→ Brief
Go through the data below. Pull out every line that has the word "MovementDraft".

Data section Start Marker

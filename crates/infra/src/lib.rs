//! Infrastructure layer: transactional store, ledger, allocation and
//! transfer execution, and the `StockService` facade.

pub mod allocation;
pub mod config;
pub mod error;
pub mod ledger;
pub mod queries;
pub mod requests;
pub mod service;
pub mod store;
pub mod transfer;
pub mod verify;


pub use allocation::{AllocatedLine, AllocationEngine, AllocationRequest, AllocationResult};
pub use config::{DestinationExpiryMode, EngineConfig};
pub use error::StockError;
pub use ledger::MovementLedger;
pub use queries::{BatchStock, ExpiryAlert, LowStockEntry, StockSummary, UnitStock};
pub use requests::{
    AdjustmentRequest, CorrectionRequest, IssueRequest, LossRequest, ReceiptRequest,
};
pub use service::{StockEnvelope, StockService};
pub use store::{InMemoryStockStore, MovementFilter, StockStore, StoreError};
pub use transfer::{TransferCoordinator, TransferLineRequest, TransferRequest, TransferResult};
pub use verify::{LedgerDiscrepancy, LedgerReport};
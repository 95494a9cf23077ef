//! The movement ledger: the only way stock changes.

use chrono::{DateTime, Utc};
use tracing::debug;

use pharmastock_core::{DomainError, MovementId, Quantity};
use pharmastock_inventory::{BalanceEffect, BalanceKey, InventoryBalance, Movement, MovementDraft};

use crate::error::StockError;
use crate::store::{StockTx, sequences};

/// Records movements and applies their balance effect, inside the caller's
/// transaction.
pub struct MovementLedger;

impl MovementLedger {
    /// Record one movement.
    ///
    /// Validates the draft, checks the batch belongs to the balance key,
    /// applies exactly one balance mutation and appends the movement. If the
    /// mutation would overdraw the row, returns `InsufficientStock` and the
    /// caller's transaction must be discarded.
    pub fn record<T: StockTx>(
        tx: &mut T,
        draft: MovementDraft,
        at: DateTime<Utc>,
    ) -> Result<Movement, StockError> {
        let key = draft.key;
        let batch = tx
            .batch(key.batch_id)?
            .ok_or_else(|| DomainError::unknown("batch", key.batch_id))?;
        if batch.substance_id != key.substance_id || batch.unit_id != key.unit_id {
            return Err(StockError::validation(format!(
                "batch {} does not hold substance {} at unit {}",
                batch.lot_code, key.substance_id, key.unit_id
            )));
        }

        let effect = draft.effect()?;
        let mut row = tx
            .balance(&key)?
            .unwrap_or_else(|| InventoryBalance::opened(key, at));
        let before = row.on_hand;

        let seq = tx.next_sequence(sequences::LEDGER)?;
        let movement = draft.commit(MovementId::new(), seq, before, at)?;

        let after = Self::apply(&mut row, effect, at)?;
        if after != movement.balance_after {
            return Err(StockError::InvariantViolation(format!(
                "balance {key} moved to {after}, ledger expected {}",
                movement.balance_after
            )));
        }

        tx.put_balance(row)?;
        tx.append_movement(movement.clone())?;

        debug!(
            movement_id = %movement.id,
            kind = %movement.kind,
            balance = %key,
            before = %movement.balance_before,
            after = %movement.balance_after,
            "movement recorded"
        );
        Ok(movement)
    }

    fn apply(
        row: &mut InventoryBalance,
        effect: BalanceEffect,
        at: DateTime<Utc>,
    ) -> Result<Quantity, StockError> {
        match effect {
            BalanceEffect::Delta(delta) => Ok(row.apply_delta(delta, at)?),
            BalanceEffect::SetTo(quantity) => {
                row.set(quantity, at);
                Ok(quantity)
            }
        }
    }

    /// Balance of one row as of the committed ledger.
    pub fn balance<T: StockTx>(tx: &T, key: &BalanceKey) -> Result<Quantity, StockError> {
        Ok(tx.on_hand(key)?)
    }
}

#[cfg(test)]
mod tests {
    use super::*;
    use chrono::NaiveDate;
    use pharmastock_core::{Money, SubstanceId, UnitId, UserId};
    use pharmastock_inventory::{Batch, MovementKind};
    use rust_decimal_macros::dec;

    use crate::store::{BatchRepository, MovementFilter, MovementRepository, StockState};

    fn seeded() -> (StockState, BalanceKey) {
        let mut state = StockState::default();
        let (s, u) = (SubstanceId::new(), UnitId::new());
        let batch = Batch {
            id: pharmastock_core::BatchId::new(),
            substance_id: s,
            unit_id: u,
            lot_code: "L1".into(),
            expiry_date: NaiveDate::from_ymd_opt(2027, 1, 1).unwrap(),
            received_quantity: Quantity::from(10),
            unit_cost: Money::ZERO,
            supplier: "acme".into(),
            invoice_ref: None,
            registration_seq: 1,
            source_batch: None,
            created_by: UserId::new(),
            created_at: Utc::now(),
        };
        let key = BalanceKey::new(s, batch.id, u);
        state.insert_batch(batch).unwrap();
        (state, key)
    }

    fn draft(kind: MovementKind, key: BalanceKey, qty: u32) -> MovementDraft {
        MovementDraft::new(kind, key, Quantity::from(qty), "test", UserId::new())
    }

    #[test]
    fn receipt_then_issue_updates_row_and_ledger() {
        let (mut tx, key) = seeded();
        MovementLedger::record(&mut tx, draft(MovementKind::Receipt, key, 10), Utc::now()).unwrap();
        let m = MovementLedger::record(&mut tx, draft(MovementKind::Issue, key, 4), Utc::now()).unwrap();

        assert_eq!(m.balance_before, Quantity::from(10));
        assert_eq!(m.balance_after, Quantity::from(6));
        assert_eq!(MovementLedger::balance(&tx, &key).unwrap(), Quantity::from(6));

        let history = tx.movements(&MovementFilter::for_key(&key)).unwrap();
        assert_eq!(history.len(), 2);
        assert!(history[0].ledger_seq < history[1].ledger_seq);
    }

    #[test]
    fn overdraw_fails_without_touching_the_row() {
        let (mut tx, key) = seeded();
        MovementLedger::record(&mut tx, draft(MovementKind::Receipt, key, 3), Utc::now()).unwrap();

        let err = MovementLedger::record(&mut tx, draft(MovementKind::Loss, key, 5), Utc::now())
            .unwrap_err();
        assert_eq!(
            err,
            StockError::InsufficientStock {
                requested: Quantity::from(5),
                available: Quantity::from(3)
            }
        );
        assert_eq!(MovementLedger::balance(&tx, &key).unwrap(), Quantity::from(3));
        assert_eq!(tx.movements(&MovementFilter::default()).unwrap().len(), 1);
    }

    #[test]
    fn adjustment_sets_absolute_balance() {
        let (mut tx, key) = seeded();
        MovementLedger::record(&mut tx, draft(MovementKind::Receipt, key, 10), Utc::now()).unwrap();
        let mut adj = draft(MovementKind::Adjustment, key, 0);
        adj.quantity = Quantity::new(dec!(7.5)).unwrap();
        let m = MovementLedger::record(&mut tx, adj, Utc::now()).unwrap();

        assert_eq!(m.signed_delta(), dec!(-2.5));
        assert_eq!(MovementLedger::balance(&tx, &key).unwrap(), Quantity::new(dec!(7.5)).unwrap());
    }

    #[test]
    fn batch_must_belong_to_the_key() {
        let (mut tx, key) = seeded();
        let wrong = BalanceKey::new(key.substance_id, key.batch_id, UnitId::new());
        let err = MovementLedger::record(&mut tx, draft(MovementKind::Receipt, wrong, 1), Utc::now())
            .unwrap_err();
        assert!(matches!(err, StockError::Validation(_)));
    }
}
//! Inventory domain: batches, balances, the movement model, allocation
//! planning and the transfer state machine.
//!
//! Everything here is deterministic domain logic (no IO, no storage). The
//! infrastructure crate wires these rules into transactions.

pub mod allocation;
pub mod balance;
pub mod batch;
pub mod catalog;
pub mod events;
pub mod movement;
pub mod transfer;

pub use allocation::{
    AllocationCandidate, AllocationPlan, Draw, ExpiryWarning, order_candidates, plan_allocation,
};
pub use balance::{BalanceKey, InventoryBalance};
pub use batch::{Batch, ExpiryStatus, NewBatch};
pub use catalog::{Substance, Unit, UnitMinimumOverride, effective_minimum};
pub use events::{
    BatchReceived, LowStockReached, MovementRecorded, StockEvent, TransferCompleted,
};
pub use movement::{BalanceEffect, Direction, Movement, MovementDraft, MovementKind, MovementLinks};
pub use transfer::{
    DestinationExpiry, Transfer, TransferLine, TransferStatus, format_transfer_code,
    synthesize_lot_code,
};
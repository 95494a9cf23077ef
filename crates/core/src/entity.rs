//! Entity trait: records that keep their identity while their state changes.

/// Entity marker + minimal interface.
///
/// Units, substances, batches, movements and transfers are all entities: two
/// batches with identical lot codes at different units are still different
/// batches.
pub trait Entity {
    /// Strongly-typed entity identifier.
    type Id: Clone + Eq + core::hash::Hash + core::fmt::Debug;

    /// Returns the entity identifier.
    fn id(&self) -> &Self::Id;
}
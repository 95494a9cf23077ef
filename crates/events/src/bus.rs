//! Event publishing/subscription abstraction.
//!
//! Stock events are published only after the ledger transaction that produced
//! them has committed. Delivery is best-effort and at-least-once; consumers
//! (low-stock alerting, dashboards) must tolerate duplicates. A consumer that
//! misses events can always rebuild from the movement ledger.

use std::sync::Arc;
use std::sync::mpsc::Receiver;
use std::time::Duration;

/// A subscription to the event stream.
///
/// Each subscription receives a copy of every message published after it was
/// created (broadcast semantics). Intended for consumption by one thread.
///
/// ```ignore
/// let subscription = bus.subscribe();
/// while let Ok(envelope) = subscription.recv_timeout(Duration::from_secs(1)) {
///     alerting.handle(envelope);
/// }
/// ```
#[derive(Debug)]
pub struct Subscription<M> {
    receiver: Receiver<M>,
}

impl<M> Subscription<M> {
    pub fn new(receiver: Receiver<M>) -> Self {
        Self { receiver }
    }

    /// Block until the next message is available.
    pub fn recv(&self) -> Result<M, std::sync::mpsc::RecvError> {
        self.receiver.recv()
    }

    /// Try to receive a message without blocking.
    pub fn try_recv(&self) -> Result<M, std::sync::mpsc::TryRecvError> {
        self.receiver.try_recv()
    }

    /// Block for up to `timeout` waiting for a message.
    pub fn recv_timeout(&self, timeout: Duration) -> Result<M, std::sync::mpsc::RecvTimeoutError> {
        self.receiver.recv_timeout(timeout)
    }

    /// Drain everything currently queued without blocking.
    pub fn drain(&self) -> Vec<M> {
        let mut out = Vec::new();
        while let Ok(m) = self.receiver.try_recv() {
            out.push(m);
        }
        out
    }
}

/// Transport-agnostic pub/sub bus.
///
/// `publish()` may fail (closed transport, poisoned lock). The stock service
/// logs such failures and carries on: the commit has already happened and the
/// ledger remains authoritative.
pub trait EventBus<M>: Send + Sync {
    type Error: core::fmt::Debug + Send + Sync + 'static;

    fn publish(&self, message: M) -> Result<(), Self::Error>;

    fn subscribe(&self) -> Subscription<M>;
}

impl<M, B> EventBus<M> for Arc<B>
where
    B: EventBus<M> + ?Sized,
{
    type Error = B::Error;

    fn publish(&self, message: M) -> Result<(), Self::Error> {
        (**self).publish(message)
    }

    fn subscribe(&self) -> Subscription<M> {
        (**self).subscribe()
    }
}
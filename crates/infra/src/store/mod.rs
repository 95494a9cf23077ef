//! Transactional stock storage boundary.
//!
//! Every stock-changing operation runs inside one store transaction. The
//! repositories exposed to the closure see the transaction's own writes;
//! nothing becomes visible to other callers until the closure returns `Ok`.

pub mod in_memory;
pub mod r#trait;

pub use in_memory::{InMemoryStockStore, StockSnapshot, StockState};
pub use r#trait::{
    AllocationRecord, AllocationRepository, BalanceRepository, BatchRepository, CatalogRepository,
    MovementFilter, MovementRepository, SequenceRepository, StockStore, StockTx, StoreError,
    TransferRepository,
};

/// Named counters handed out by [`SequenceRepository`].
pub mod sequences {
    /// Batch registration order, the allocation tie-break.
    pub const BATCH: &str = "batch";
    /// Ledger position of every movement.
    pub const LEDGER: &str = "ledger";
    /// Transfer code numbers.
    pub const TRANSFER: &str = "transfer";
}
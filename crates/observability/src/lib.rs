//! Tracing and logging setup shared by every pharmastock process.

/// Initialize process-wide tracing with JSON output.
///
/// This is safe to call multiple times; subsequent calls become no-ops.
pub fn init() {
    tracing::init();
}

/// Initialize human-readable tracing captured by the test harness.
pub fn init_for_tests() {
    tracing::init_for_tests();
}

/// Tracing configuration (filters, layers).
pub mod tracing;

pub use self::tracing::LogFormat;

Data section End Marker

→ Answer box
use pharmastock_inventory::{BalanceEffect, BalanceKey, InventoryBalance, Movement, MovementDraft};
        draft: MovementDraft,
    fn draft(kind: MovementKind, key: BalanceKey, qty: u32) -> MovementDraft {
        MovementDraft::new(kind, key, Quantity::from(qty), "test", UserId::new())
pub use movement::{BalanceEffect, Direction, Movement, MovementDraft, MovementKind, MovementLinks};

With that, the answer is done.